RECORDS SUPPLIED.

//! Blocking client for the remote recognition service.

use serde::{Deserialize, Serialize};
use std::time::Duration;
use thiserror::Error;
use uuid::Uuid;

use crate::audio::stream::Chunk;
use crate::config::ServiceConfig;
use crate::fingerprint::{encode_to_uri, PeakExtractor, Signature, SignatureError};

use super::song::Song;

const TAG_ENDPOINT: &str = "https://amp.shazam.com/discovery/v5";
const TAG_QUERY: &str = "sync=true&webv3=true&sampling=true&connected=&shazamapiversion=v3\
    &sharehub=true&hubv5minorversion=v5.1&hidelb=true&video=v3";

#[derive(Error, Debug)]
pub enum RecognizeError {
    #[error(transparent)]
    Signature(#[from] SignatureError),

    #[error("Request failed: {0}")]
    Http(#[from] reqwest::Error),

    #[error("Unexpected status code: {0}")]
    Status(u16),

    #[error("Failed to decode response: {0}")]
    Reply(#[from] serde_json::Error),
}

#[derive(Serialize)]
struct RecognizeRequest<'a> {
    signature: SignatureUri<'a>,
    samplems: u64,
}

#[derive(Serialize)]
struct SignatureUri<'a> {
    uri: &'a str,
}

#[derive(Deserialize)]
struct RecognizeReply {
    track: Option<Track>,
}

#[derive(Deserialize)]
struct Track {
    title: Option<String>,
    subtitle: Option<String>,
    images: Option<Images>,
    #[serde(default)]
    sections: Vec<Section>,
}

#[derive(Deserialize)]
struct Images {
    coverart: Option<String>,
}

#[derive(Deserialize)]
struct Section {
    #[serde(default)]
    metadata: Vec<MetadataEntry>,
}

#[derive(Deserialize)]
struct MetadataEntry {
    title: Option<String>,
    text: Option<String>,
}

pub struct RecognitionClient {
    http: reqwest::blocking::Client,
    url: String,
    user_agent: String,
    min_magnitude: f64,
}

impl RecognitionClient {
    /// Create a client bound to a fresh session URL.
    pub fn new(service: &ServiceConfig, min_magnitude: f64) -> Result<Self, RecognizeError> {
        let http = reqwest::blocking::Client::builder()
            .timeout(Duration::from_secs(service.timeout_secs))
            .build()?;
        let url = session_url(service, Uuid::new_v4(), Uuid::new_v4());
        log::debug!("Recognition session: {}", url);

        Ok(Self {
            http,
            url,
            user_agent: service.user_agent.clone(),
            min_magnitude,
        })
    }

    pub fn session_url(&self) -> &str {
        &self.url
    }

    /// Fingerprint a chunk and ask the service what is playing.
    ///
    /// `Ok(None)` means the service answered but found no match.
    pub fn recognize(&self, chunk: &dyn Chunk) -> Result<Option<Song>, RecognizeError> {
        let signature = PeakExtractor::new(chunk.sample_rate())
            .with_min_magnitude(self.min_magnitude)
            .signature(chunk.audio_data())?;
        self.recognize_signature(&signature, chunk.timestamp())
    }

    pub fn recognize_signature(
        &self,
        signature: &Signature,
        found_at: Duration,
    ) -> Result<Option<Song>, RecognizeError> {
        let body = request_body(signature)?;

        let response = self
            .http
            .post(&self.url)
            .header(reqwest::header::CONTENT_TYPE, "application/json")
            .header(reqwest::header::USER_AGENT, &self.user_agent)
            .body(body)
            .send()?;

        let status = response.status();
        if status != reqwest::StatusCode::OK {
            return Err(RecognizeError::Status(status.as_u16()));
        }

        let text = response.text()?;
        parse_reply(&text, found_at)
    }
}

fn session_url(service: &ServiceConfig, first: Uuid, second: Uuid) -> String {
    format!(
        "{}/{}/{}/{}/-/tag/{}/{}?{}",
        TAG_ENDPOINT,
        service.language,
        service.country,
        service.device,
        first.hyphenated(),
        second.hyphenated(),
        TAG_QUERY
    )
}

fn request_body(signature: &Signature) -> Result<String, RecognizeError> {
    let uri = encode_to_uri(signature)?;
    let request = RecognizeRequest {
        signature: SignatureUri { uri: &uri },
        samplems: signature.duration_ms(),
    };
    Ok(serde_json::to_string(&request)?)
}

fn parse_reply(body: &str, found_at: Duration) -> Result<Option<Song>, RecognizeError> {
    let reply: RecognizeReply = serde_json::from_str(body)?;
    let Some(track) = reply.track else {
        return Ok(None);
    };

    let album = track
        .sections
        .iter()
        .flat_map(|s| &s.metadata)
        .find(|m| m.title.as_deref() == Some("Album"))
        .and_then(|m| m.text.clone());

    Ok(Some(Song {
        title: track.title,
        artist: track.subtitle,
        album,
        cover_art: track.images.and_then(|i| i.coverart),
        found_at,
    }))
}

---

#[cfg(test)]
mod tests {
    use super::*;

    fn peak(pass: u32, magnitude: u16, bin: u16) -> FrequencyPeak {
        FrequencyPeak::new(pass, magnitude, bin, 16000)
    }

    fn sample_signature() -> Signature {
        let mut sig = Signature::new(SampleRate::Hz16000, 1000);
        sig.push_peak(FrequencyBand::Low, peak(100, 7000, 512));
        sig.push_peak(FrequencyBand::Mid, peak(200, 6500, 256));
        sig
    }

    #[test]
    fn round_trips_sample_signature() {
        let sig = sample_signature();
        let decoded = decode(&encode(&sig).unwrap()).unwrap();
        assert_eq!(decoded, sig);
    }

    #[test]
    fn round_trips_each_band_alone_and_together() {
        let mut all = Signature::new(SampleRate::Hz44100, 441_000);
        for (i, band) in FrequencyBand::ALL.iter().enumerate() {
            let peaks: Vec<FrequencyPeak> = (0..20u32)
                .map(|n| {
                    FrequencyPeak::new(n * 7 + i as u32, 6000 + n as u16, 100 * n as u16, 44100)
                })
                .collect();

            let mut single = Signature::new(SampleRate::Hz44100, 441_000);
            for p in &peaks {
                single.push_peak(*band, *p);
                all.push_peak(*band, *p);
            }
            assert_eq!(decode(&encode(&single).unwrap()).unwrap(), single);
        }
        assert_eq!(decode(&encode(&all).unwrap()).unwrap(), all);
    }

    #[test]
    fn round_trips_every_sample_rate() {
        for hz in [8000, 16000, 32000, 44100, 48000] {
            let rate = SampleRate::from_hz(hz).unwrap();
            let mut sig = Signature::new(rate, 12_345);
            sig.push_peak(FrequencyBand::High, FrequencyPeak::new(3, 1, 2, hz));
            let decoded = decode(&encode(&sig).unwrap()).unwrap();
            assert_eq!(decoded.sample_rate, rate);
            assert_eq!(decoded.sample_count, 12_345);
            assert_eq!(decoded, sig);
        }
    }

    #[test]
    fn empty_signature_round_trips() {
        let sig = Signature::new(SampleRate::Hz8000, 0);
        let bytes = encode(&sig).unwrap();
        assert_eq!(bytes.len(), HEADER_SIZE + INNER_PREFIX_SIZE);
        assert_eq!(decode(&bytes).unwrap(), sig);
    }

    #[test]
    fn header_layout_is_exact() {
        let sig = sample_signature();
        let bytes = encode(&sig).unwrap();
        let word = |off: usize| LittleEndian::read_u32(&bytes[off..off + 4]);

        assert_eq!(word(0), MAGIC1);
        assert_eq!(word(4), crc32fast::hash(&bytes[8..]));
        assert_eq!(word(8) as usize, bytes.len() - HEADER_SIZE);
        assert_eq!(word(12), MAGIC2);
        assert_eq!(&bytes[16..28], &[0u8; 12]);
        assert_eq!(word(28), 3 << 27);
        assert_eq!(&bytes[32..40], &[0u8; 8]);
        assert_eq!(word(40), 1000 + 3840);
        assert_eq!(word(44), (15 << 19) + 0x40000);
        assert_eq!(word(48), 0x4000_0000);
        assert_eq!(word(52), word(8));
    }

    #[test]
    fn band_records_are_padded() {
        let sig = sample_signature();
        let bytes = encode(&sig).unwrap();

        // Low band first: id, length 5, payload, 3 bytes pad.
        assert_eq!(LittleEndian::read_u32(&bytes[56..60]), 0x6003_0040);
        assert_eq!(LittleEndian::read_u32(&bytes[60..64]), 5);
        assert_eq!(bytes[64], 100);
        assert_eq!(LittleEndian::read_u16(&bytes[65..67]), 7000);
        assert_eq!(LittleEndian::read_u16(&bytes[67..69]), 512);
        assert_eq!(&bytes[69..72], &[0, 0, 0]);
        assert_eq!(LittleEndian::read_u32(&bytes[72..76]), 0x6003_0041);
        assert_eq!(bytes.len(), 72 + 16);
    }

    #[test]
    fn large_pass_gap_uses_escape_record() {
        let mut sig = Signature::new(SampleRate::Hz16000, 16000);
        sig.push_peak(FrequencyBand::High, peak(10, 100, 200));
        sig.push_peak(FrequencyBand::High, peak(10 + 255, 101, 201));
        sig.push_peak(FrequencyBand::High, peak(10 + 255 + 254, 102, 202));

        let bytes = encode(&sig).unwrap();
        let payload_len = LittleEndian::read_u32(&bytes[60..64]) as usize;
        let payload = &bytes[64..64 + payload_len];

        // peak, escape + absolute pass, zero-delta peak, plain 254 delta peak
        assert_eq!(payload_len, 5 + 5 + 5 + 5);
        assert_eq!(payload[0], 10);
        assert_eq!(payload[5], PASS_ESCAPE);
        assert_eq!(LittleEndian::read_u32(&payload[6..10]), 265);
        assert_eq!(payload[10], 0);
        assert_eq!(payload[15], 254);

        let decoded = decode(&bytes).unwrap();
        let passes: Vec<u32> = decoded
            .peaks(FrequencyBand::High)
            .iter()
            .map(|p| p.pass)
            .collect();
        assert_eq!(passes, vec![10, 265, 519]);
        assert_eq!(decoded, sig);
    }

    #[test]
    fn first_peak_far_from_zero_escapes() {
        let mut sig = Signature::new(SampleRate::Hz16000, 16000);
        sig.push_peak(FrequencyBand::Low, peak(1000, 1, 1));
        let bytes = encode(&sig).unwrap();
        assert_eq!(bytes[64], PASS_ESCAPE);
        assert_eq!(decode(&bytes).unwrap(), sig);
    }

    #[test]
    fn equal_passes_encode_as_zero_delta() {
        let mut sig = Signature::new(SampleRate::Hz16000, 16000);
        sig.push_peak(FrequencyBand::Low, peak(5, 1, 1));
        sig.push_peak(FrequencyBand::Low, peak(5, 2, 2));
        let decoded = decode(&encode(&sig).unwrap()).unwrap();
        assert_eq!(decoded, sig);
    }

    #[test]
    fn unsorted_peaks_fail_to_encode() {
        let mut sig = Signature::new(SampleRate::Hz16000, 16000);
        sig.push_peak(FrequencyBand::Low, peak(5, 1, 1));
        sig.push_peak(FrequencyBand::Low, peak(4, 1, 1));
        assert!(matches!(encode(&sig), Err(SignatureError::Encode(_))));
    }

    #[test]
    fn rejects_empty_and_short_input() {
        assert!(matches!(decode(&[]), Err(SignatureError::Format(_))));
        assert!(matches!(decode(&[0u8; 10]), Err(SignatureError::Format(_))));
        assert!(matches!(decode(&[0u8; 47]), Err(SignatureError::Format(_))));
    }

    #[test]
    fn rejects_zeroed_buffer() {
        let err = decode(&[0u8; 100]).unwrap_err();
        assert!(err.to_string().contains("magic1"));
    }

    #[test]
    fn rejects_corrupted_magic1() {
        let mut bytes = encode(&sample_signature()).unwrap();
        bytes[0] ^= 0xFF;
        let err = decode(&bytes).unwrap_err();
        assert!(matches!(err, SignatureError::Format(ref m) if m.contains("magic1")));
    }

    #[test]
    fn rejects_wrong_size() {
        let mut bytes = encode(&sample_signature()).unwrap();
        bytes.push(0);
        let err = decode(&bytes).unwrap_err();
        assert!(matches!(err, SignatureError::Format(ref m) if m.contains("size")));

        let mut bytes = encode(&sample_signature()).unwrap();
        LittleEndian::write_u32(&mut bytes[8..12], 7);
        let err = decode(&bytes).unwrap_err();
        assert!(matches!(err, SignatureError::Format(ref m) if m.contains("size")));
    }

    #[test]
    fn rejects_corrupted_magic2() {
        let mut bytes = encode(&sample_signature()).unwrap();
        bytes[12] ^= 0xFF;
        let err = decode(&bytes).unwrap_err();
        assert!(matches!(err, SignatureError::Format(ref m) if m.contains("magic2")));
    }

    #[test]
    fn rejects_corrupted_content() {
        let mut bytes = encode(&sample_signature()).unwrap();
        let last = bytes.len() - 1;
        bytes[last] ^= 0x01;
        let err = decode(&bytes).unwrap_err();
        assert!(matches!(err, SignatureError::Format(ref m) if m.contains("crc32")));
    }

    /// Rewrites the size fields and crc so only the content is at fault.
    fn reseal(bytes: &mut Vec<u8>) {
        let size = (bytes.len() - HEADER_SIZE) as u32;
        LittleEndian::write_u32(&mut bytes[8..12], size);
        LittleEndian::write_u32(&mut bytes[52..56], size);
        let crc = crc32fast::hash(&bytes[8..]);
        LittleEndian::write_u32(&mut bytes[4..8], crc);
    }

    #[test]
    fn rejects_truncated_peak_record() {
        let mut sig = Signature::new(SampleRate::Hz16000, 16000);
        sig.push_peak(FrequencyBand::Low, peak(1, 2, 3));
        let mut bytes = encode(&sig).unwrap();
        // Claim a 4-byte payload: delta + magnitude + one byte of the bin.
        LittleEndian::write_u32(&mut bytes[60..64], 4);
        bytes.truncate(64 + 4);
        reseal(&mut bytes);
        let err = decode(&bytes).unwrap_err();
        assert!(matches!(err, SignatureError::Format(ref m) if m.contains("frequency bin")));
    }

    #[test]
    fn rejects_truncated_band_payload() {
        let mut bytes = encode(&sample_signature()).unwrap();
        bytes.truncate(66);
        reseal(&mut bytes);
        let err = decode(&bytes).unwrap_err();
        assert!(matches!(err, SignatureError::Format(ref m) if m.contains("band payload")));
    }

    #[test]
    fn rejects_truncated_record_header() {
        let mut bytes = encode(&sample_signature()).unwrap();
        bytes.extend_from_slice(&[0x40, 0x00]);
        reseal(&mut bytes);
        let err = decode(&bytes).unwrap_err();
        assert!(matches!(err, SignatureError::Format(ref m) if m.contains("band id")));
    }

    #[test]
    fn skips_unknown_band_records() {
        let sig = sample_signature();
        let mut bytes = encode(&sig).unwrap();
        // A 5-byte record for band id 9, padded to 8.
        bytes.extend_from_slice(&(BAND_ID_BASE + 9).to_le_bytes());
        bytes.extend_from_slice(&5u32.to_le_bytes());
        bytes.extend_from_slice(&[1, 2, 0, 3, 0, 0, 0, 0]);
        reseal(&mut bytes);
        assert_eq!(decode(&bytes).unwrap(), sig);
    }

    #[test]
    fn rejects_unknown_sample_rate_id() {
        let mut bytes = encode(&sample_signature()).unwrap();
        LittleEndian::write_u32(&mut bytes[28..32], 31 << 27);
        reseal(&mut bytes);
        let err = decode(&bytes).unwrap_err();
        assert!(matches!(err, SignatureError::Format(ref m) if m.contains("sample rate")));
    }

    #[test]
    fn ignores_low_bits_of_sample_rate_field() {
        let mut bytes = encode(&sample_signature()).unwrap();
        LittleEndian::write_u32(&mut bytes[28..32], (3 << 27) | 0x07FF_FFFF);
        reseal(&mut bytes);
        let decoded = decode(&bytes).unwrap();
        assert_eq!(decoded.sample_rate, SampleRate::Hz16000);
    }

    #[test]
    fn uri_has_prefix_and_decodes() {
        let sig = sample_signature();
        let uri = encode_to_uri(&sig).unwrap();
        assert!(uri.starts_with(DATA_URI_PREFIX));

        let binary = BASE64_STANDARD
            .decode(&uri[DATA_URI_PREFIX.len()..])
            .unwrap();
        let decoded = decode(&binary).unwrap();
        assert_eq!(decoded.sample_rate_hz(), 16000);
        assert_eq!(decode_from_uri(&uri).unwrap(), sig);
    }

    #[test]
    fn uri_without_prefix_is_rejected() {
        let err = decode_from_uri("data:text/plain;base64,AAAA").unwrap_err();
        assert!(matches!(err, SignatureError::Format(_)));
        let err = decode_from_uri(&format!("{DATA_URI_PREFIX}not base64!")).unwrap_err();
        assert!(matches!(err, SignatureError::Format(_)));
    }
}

EXERCISE BRIEF. Every line above from the line with "let mut sig = Signature::new(rate, 12_345);" to the line with "assert_eq!(word(4), crc32fast::hash(&bytes[8..]));" is wanted, ends included; write them out exactly and add no other line.

EXERCISE ANSWER.
            let mut sig = Signature::new(rate, 12_345);
            sig.push_peak(FrequencyBand::High, FrequencyPeak::new(3, 1, 2, hz));
            let decoded = decode(&encode(&sig).unwrap()).unwrap();
            assert_eq!(decoded.sample_rate, rate);
            assert_eq!(decoded.sample_count, 12_345);
            assert_eq!(decoded, sig);
        }
    }

    #[test]
    fn empty_signature_round_trips() {
        let sig = Signature::new(SampleRate::Hz8000, 0);
        let bytes = encode(&sig).unwrap();
        assert_eq!(bytes.len(), HEADER_SIZE + INNER_PREFIX_SIZE);
        assert_eq!(decode(&bytes).unwrap(), sig);
    }

    #[test]
    fn header_layout_is_exact() {
        let sig = sample_signature();
        let bytes = encode(&sig).unwrap();
        let word = |off: usize| LittleEndian::read_u32(&bytes[off..off + 4]);

        assert_eq!(word(0), MAGIC1);
        assert_eq!(word(4), crc32fast::hash(&bytes[8..]));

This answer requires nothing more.